DevCon5 HTML5 & Mobile App Developer Conference Announces iOS Tutorial

TMC and Crossfire Media today announced the addition of the Tutorial: Creating iOS Apps in Swift at the DevCon5 HTML5 & Mobile App Developer Conference , July 20-22, 2015 in New York City at New York University’s Kimmel Center. The tutorial will be presented by Mark Meretzky, Adjunct Associate Professor of Information Technologies at NYU will take place on Monday from 8AM until 4PM. DevCon5 will focus on using HTML5 and other development tools to create mobile apps that provide a superior user experience while appealing to large numbers of those users.

“The best part is that the move to swift helps reduce the problems of developing unique code for specific platforms while still optimizing the power of the Apple Ecosystem.”

The full-day tutorial will focus on writing iOS apps in Apple’s new language Swift, using the Xcode IDE on Macintosh. An iPhone or iPad app is made of intercommunicating objects, and during the tutorial attendees will learn to create and destroy them and call their methods in Swift.

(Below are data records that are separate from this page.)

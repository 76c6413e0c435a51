//! PETSCII (Commodore) emulation
//!
//! A 40-column screen, color controls scattered through the C0/C1
//! ranges, a reverse-video mode that RETURN cancels, and two glyph
//! banks (uppercase/graphics vs. lowercase/uppercase) switched by
//! `0x0E`/`0x8E`.

use crate::term::attr::{self, Style};
use crate::term::Terminal;

use super::charset;
use super::Step;

#[derive(Debug)]
pub struct PetsciiState {
    /// Lowercase/uppercase bank active (as opposed to uppercase/graphics)
    lowercase: bool,
    /// Reverse-video mode (`0x12` on, `0x92` or RETURN off)
    reverse: bool,
}

impl PetsciiState {
    pub fn new() -> Self {
        Self {
            lowercase: false,
            reverse: false,
        }
    }

    pub fn step(&mut self, term: &mut Terminal, byte: Option<u8>) -> Step {
        let Some(byte) = byte else {
            return Step::NoCharYet;
        };
        match byte {
            0x07 => {
                term.bell();
                Step::NoCharYet
            }
            0x09 => {
                term.tab_advance_fixed();
                Step::NoCharYet
            }
            0x0A => {
                term.linefeed(false);
                Step::NoCharYet
            }
            0x0D | 0x8D => {
                self.reverse = false;
                self.sync_reverse(term);
                term.carriage_return();
                term.linefeed(false);
                Step::NoCharYet
            }
            0x0E => {
                self.lowercase = true;
                Step::NoCharYet
            }
            0x8E => {
                self.lowercase = false;
                Step::NoCharYet
            }
            0x11 => {
                term.cursor_down(1, true);
                Step::NoCharYet
            }
            0x91 => {
                term.cursor_up(1, true);
                Step::NoCharYet
            }
            0x1D => {
                term.cursor_right(1, true);
                Step::NoCharYet
            }
            0x9D => {
                term.cursor_left(1, true);
                Step::NoCharYet
            }
            0x12 => {
                self.reverse = true;
                self.sync_reverse(term);
                Step::NoCharYet
            }
            0x92 => {
                self.reverse = false;
                self.sync_reverse(term);
                Step::NoCharYet
            }
            0x13 => {
                term.cursor_position(0, 0);
                Step::NoCharYet
            }
            0x93 => {
                term.formfeed();
                Step::NoCharYet
            }
            0x14 => {
                term.cursor_left(1, true);
                term.delete_character(1);
                Step::NoCharYet
            }
            0x94 => {
                term.insert_blanks(1);
                Step::NoCharYet
            }
            b => {
                if let Some((fg, bold)) = color_code(b) {
                    let mut a = term.attr();
                    a.set_fg(fg);
                    if bold {
                        a.set(Style::BOLD);
                    } else {
                        a.clear(Style::BOLD);
                    }
                    term.set_attr(a);
                    return Step::NoCharYet;
                }
                match charset::petscii_to_unicode(b, self.lowercase) {
                    Some(glyph) => {
                        if !term.options().petscii_has_wide_font {
                            let idx = term.edit_index();
                            if !term.scrollback().line(idx).double_width {
                                term.set_double_width(true);
                            }
                        }
                        Step::OneChar(glyph)
                    }
                    None => Step::NoCharYet,
                }
            }
        }
    }

    fn sync_reverse(&self, term: &mut Terminal) {
        let mut a = term.attr();
        if self.reverse {
            a.set(Style::REVERSE);
        } else {
            a.clear(Style::REVERSE);
        }
        term.set_attr(a);
    }
}

impl Default for PetsciiState {
    fn default() -> Self {
        Self::new()
    }
}

/// The C64 palette folded onto the 16-color display: `(index, bright)`
fn color_code(byte: u8) -> Option<(u8, bool)> {
    match byte {
        0x05 => Some((attr::WHITE, true)),
        0x1C => Some((attr::RED, false)),
        0x1E => Some((attr::GREEN, false)),
        0x1F => Some((attr::BLUE, false)),
        0x81 => Some((attr::YELLOW, false)),
        0x90 => Some((attr::BLACK, false)),
        0x95 => Some((attr::YELLOW, false)),
        0x96 => Some((attr::RED, true)),
        0x97 => Some((attr::BLACK, true)),
        0x98 => Some((attr::WHITE, false)),
        0x99 => Some((attr::GREEN, true)),
        0x9A => Some((attr::BLUE, true)),
        0x9B => Some((attr::WHITE, false)),
        0x9C => Some((attr::MAGENTA, false)),
        0x9E => Some((attr::YELLOW, true)),
        0x9F => Some((attr::CYAN, false)),
        _ => None,
    }
}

Tutorial: Creating iOS Apps in Swift sessions include:

  • Features and Quirks of Swift– Each programming language has its peculiarities, and Apple’s new language Swift is no exception. Attendees will learn about the quirks in Swift: the syntax for creating variables and data structures such as arrays and dictionaries, and the exotic features such as protocols and optional variables.
  • What Happens when an iOS App is Launched?- Five objects are created automatically when an iOS app is launched: the application, the application delegate, the window, the view, and the view controller. Attendees will learn how these objects are connected and what their responsibilities are.
  • Let’s Draw a Still Life– The first apps created by attendees will draw static text and graphics on the screen but will not move or respond to a touch.
  • Creating a Touch Sensitive App– The touch-sensitive app created by attendees will receive a set of “touch objects” from the screen and will react to them by redrawing the picture. Since the touch objects are delivered in a “set”, attendees will have to make a digression about this data structure.
  • Animation– This portion of the tutorial will focus on making a simple animation, i.e., a graphic that moves under its own power without having to be dragged around by a finger.
  • Gesture Recognition– An app can get the x, y coordinates on the screen of the point where a finger touches. It can also recognize higher-level gestures: horizontal vs. vertical swipe, single vs. double tap, and pinch vs. spread.
  • Controls and their Target Objects– A “control” is an object such as a button, slider, or fill-in box. To make the control do something useful, we must connect it to a separate object called the “target” or “delegate” of the control. When the control is touched, a method of the target or delegate is automatically called.
  • Class UIWebView for Platform-Independent HTML5– An object of class UIWebView can render a page of HTML5 on the screen. The page can be pre-stored in the app, or can be downloaded from the web while the app is running. The page can even be composed by the app itself. The page can contain functions written in the language JavaScript, which can be called by the Swift methods of the app. Since an HTML5 page can also be rendered by Android, this is one way to write code that can be executed on both platforms.

“We are delighted that Apple continues to come close to the JavaScript community with Swift as their framework replacing Objective C. Getting up to speed with Swift is what the pre conference is all about and our goal is to have experienced coders ready to make the transition. Using the Swift framework takes away many of the issues in coding with Objective C and makes Apple more approachable for the rest of us who have been using JavaScript and Java for our mobile app development,” said Carl Ford, CEO, Crossfire Media, executive director of content, DevCon5. “The best part is that the move to swift helps reduce the problems of developing unique code for specific platforms while still optimizing the power of the Apple Ecosystem.”